OBJECTIVE: Evaluation of the long-term safety and performance of an active middle ear implant (AMEI) in the treatment of hearing loss in children and adolescents with a primary focus on improvement in speech discrimination.
STUDY DESIGN: Prospective, multicentric, single-subject repeated-measures design in which each subject serves as his or her own control.
SUBJECTS: Thirty-one pediatric subjects aged 5 to 17 years.
INTERVENTION: Implantation of an active middle ear implant.
METHODS: Improvement in word recognition scores, speech reception thresholds (SRT) in quiet and noise, in addition to air conduction, bone conduction, and sound field thresholds were evaluated in two age groups.
RESULTS: Residual hearing did not change over time and speech intelligibility significantly improved and remained stable after 36 months. Children aged 5 to 9 improved in WRS from 21.92 to 95.38% and in SRT in quiet and in noise respectively from 62.45 dB SPL (sound pressure level) and +1.14 dB SNR to 42.07 dB SPL and -4.45 dB SNR. Adolescents aged 10 to 17 improved in WRS from 12.78 to 84.71% and in SRT in quiet and in noise respectively from 63.96 dB SPL and +3.32 dB SNR to 35.31 dB SPL and -4.55 dB SNR.

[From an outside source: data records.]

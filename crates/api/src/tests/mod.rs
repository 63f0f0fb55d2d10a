// Copyright (C) 2026 Fred Clausen
// Use of this source code is governed by an MIT-style
// license that can be found in the LICENSE file or at
// https://opensource.org/licenses/MIT.

//! Test module for the API crate.

#![allow(clippy::expect_used, clippy::unwrap_used)]

mod error_tests;
mod helpers;
mod repository_tests;
mod status_api_tests;
// Copyright (C) 2026 Fred Clausen
// Use of this source code is governed by an MIT-style
// license that can be found in the LICENSE file or at
// https://opensource.org/licenses/MIT.

use crate::booking_status::SpaceBookingDates;
use crate::date_range::DateRange;
use crate::error::DomainError;
use serde::{Deserialize, Serialize};
use std::collections::{BTreeSet, HashSet};
use time::Date;

macro_rules! identifier {
    ($(#[$meta:meta])* $name:ident, $kind:literal) => {
        $(#[$meta])*
        #[derive(Debug, Clone, PartialEq, Eq, Hash, PartialOrd, Ord, Serialize, Deserialize)]
        #[serde(try_from = "String", into = "String")]
        pub struct $name(String);

        impl $name {
            /// Creates a new identifier.
            ///
            /// Surrounding whitespace is trimmed.
            ///
            /// # Errors
            ///
            /// Returns `DomainError::InvalidIdentifier` if the value is empty.
            pub fn new(value: &str) -> Result<Self, DomainError> {
                let trimmed: &str = value.trim();
                if trimmed.is_empty() {
                    return Err(DomainError::InvalidIdentifier {
                        kind: $kind,
                        reason: String::from("identifier must not be empty"),
                    });
                }
                Ok(Self(trimmed.to_string()))
            }

            /// Returns the identifier value.
            #[must_use]
            pub fn value(&self) -> &str {
                &self.0
            }
        }

        impl std::fmt::Display for $name {
            fn fmt(&self, f: &mut std::fmt::Formatter<'_>) -> std::fmt::Result {
                f.write_str(&self.0)
            }
        }

        impl TryFrom<String> for $name {
            type Error = DomainError;

            fn try_from(value: String) -> Result<Self, Self::Error> {
                Self::new(&value)
            }
        }

        impl From<$name> for String {
            fn from(id: $name) -> Self {
                id.0
            }
        }
    };
}

identifier!(
    /// Identifies a premises.
    PremisesId,
    "premises"
);
identifier!(
    /// Identifies a bed within a premises.
    BedId,
    "bed"
);
identifier!(
    /// Identifies a space booking.
    BookingId,
    "booking"
);

/// An attribute of a bed or room, such as "has en-suite".
///
/// The vocabulary is defined elsewhere; tags are compared by exact value.
#[derive(Debug, Clone, PartialEq, Eq, Hash, PartialOrd, Ord, Serialize, Deserialize)]
#[serde(try_from = "String", into = "String")]
pub struct CharacteristicTag(String);

impl CharacteristicTag {
    /// Creates a new characteristic tag.
    ///
    /// # Errors
    ///
    /// Returns `DomainError::InvalidCharacteristicTag` if the tag is blank.
    pub fn new(value: &str) -> Result<Self, DomainError> {
        if value.trim().is_empty() {
            return Err(DomainError::InvalidCharacteristicTag(String::from(
                "tag must not be empty",
            )));
        }
        Ok(Self(value.trim().to_string()))
    }

    /// Returns the tag value.
    #[must_use]
    pub fn value(&self) -> &str {
        &self.0
    }
}

impl std::fmt::Display for CharacteristicTag {
    fn fmt(&self, f: &mut std::fmt::Formatter<'_>) -> std::fmt::Result {
        f.write_str(&self.0)
    }
}

impl TryFrom<String> for CharacteristicTag {
    type Error = DomainError;

    fn try_from(value: String) -> Result<Self, Self::Error> {
        Self::new(&value)
    }
}

impl From<CharacteristicTag> for String {
    fn from(tag: CharacteristicTag) -> Self {
        tag.0
    }
}

/// A single bed and the characteristics it carries.
#[derive(Debug, Clone, PartialEq, Eq)]
pub struct Bed {
    /// The bed identifier.
    pub bed_id: BedId,
    /// Characteristics of the bed and of the room it is in.
    pub characteristics: BTreeSet<CharacteristicTag>,
}

impl Bed {
    /// Creates a new `Bed`.
    #[must_use]
    pub fn new<I>(bed_id: BedId, characteristics: I) -> Self
    where
        I: IntoIterator<Item = CharacteristicTag>,
    {
        Self {
            bed_id,
            characteristics: characteristics.into_iter().collect(),
        }
    }

    /// Returns true if the bed carries the characteristic.
    #[must_use]
    pub fn has_characteristic(&self, tag: &CharacteristicTag) -> bool {
        self.characteristics.contains(tag)
    }
}

/// The beds of one premises.
///
/// Bed count is assumed stable for any range the inventory is used with.
///
/// ## Invariants
///
/// - Each bed appears at most once
#[derive(Debug, Clone, PartialEq, Eq)]
pub struct PremisesBedInventory {
    premises_id: PremisesId,
    beds: Vec<Bed>,
}

impl PremisesBedInventory {
    /// Creates a new `PremisesBedInventory`.
    ///
    /// # Errors
    ///
    /// Returns `DomainError::DuplicateBed` if a bed identifier repeats.
    pub fn new(premises_id: PremisesId, beds: Vec<Bed>) -> Result<Self, DomainError> {
        let mut seen: HashSet<&BedId> = HashSet::with_capacity(beds.len());
        for bed in &beds {
            if !seen.insert(&bed.bed_id) {
                return Err(DomainError::DuplicateBed {
                    premises_id: premises_id.value().to_string(),
                    bed_id: bed.bed_id.value().to_string(),
                });
            }
        }
        Ok(Self { premises_id, beds })
    }

    /// Returns the premises identifier.
    #[must_use]
    pub const fn premises_id(&self) -> &PremisesId {
        &self.premises_id
    }

    /// Returns the beds.
    #[must_use]
    pub fn beds(&self) -> &[Bed] {
        &self.beds
    }

    /// Returns the total number of beds.
    #[must_use]
    pub fn bed_count(&self) -> u32 {
        u32::try_from(self.beds.len()).unwrap_or(u32::MAX)
    }

    /// Returns true if the inventory holds the bed.
    #[must_use]
    pub fn has_bed(&self, bed_id: &BedId) -> bool {
        self.beds.iter().any(|bed| &bed.bed_id == bed_id)
    }

    /// Returns every characteristic carried by at least one bed, in order.
    #[must_use]
    pub fn characteristics(&self) -> BTreeSet<CharacteristicTag> {
        self.beds
            .iter()
            .flat_map(|bed| bed.characteristics.iter().cloned())
            .collect()
    }
}

/// A period during which one bed cannot be used.
#[derive(Debug, Clone, PartialEq, Eq)]
pub struct OutOfServiceBed {
    /// The affected bed.
    pub bed_id: BedId,
    /// The days the bed is out of service (inclusive).
    pub range: DateRange,
    /// Cancelled records no longer take the bed out of service.
    pub cancelled: bool,
}

impl OutOfServiceBed {
    /// Creates a new `OutOfServiceBed`.
    ///
    /// # Errors
    ///
    /// Returns `DomainError::InvalidDateRange` if `end_date` is before `start_date`.
    pub fn new(
        bed_id: BedId,
        start_date: Date,
        end_date: Date,
        cancelled: bool,
    ) -> Result<Self, DomainError> {
        Ok(Self {
            bed_id,
            range: DateRange::new(start_date, end_date)?,
            cancelled,
        })
    }

    /// Returns true if this record takes its bed out of service on `day`.
    #[must_use]
    pub fn is_active_on(&self, day: Date) -> bool {
        !self.cancelled && self.range.contains(day)
    }
}

/// A booking of a space in a premises.
///
/// The canonical stay decides which days the booking counts against;
/// the expected and actual milestones decide its lifecycle status.
#[derive(Debug, Clone, PartialEq, Eq)]
pub struct SpaceBooking {
    /// The booking identifier.
    pub booking_id: BookingId,
    /// Canonical arrival through canonical departure, inclusive.
    pub canonical_stay: DateRange,
    /// Planned and recorded milestones.
    pub dates: SpaceBookingDates,
}

impl SpaceBooking {
    /// Creates a new `SpaceBooking`.
    ///
    /// # Errors
    ///
    /// Returns `DomainError::InvalidDateRange` if the canonical departure
    /// date is before the canonical arrival date.
    pub fn new(
        booking_id: BookingId,
        canonical_arrival_date: Date,
        canonical_departure_date: Date,
        dates: SpaceBookingDates,
    ) -> Result<Self, DomainError> {
        Ok(Self {
            booking_id,
            canonical_stay: DateRange::new(canonical_arrival_date, canonical_departure_date)?,
            dates,
        })
    }

    /// Returns true if the canonical stay covers `day`.
    #[must_use]
    pub fn is_active_on(&self, day: Date) -> bool {
        self.canonical_stay.contains(day)
    }
}
// Copyright (C) 2026 Fred Clausen
// Use of this source code is governed by an MIT-style
// license that can be found in the LICENSE file or at
// https://opensource.org/licenses/MIT.

use crate::DomainError;
use time::macros::date;

#[test]
fn test_domain_error_display() {
    let err: DomainError = DomainError::InvalidDateRange {
        start: date!(2026 - 03 - 10),
        end: date!(2026 - 03 - 01),
    };
    assert_eq!(
        format!("{err}"),
        "Invalid date range: end 2026-03-01 is before start 2026-03-10"
    );

    let err: DomainError = DomainError::InvalidIdentifier {
        kind: "bed",
        reason: String::from("identifier must not be empty"),
    };
    assert_eq!(
        format!("{err}"),
        "Invalid bed identifier: identifier must not be empty"
    );

    let err: DomainError = DomainError::InvalidCharacteristicTag(String::from("test"));
    assert_eq!(format!("{err}"), "Invalid characteristic tag: test");

    let err: DomainError = DomainError::BedCountInvariant {
        subject: String::from("isSingle on 2026-03-10"),
        total: 2,
        available: 3,
    };
    assert_eq!(
        format!("{err}"),
        "Bed count invariant violated for isSingle on 2026-03-10: 3 available exceeds 2 total"
    );

    let err: DomainError = DomainError::DuplicateBed {
        premises_id: String::from("ap-1"),
        bed_id: String::from("bed-1"),
    };
    assert_eq!(
        format!("{err}"),
        "Bed 'bed-1' appears more than once in premises 'ap-1'"
    );

    let err: DomainError = DomainError::DateArithmeticOverflow {
        operation: String::from("computing the next day"),
    };
    assert_eq!(
        format!("{err}"),
        "Date arithmetic overflow while computing the next day"
    );

    let err: DomainError = DomainError::DayMismatch {
        expected: date!(2026 - 03 - 10),
        actual: date!(2026 - 03 - 11),
    };
    assert_eq!(
        format!("{err}"),
        "Day mismatch: expected values for 2026-03-10, got values for 2026-03-11"
    );

    let err: DomainError = DomainError::InvalidBookingStatus {
        status: String::from("lost"),
    };
    assert_eq!(format!("{err}"), "Invalid booking status: lost");
}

CONCLUSIONS: The AMEI, under investigation, is a safe treatment for children and adolescents, and significantly improved audiological performance that remains stable on the long-term scale (up to 36 mo postimplantation). In general, all adult-related issues and questions regarding safety and performance can also be applied to the pediatric population, as no apparent specific issues developed.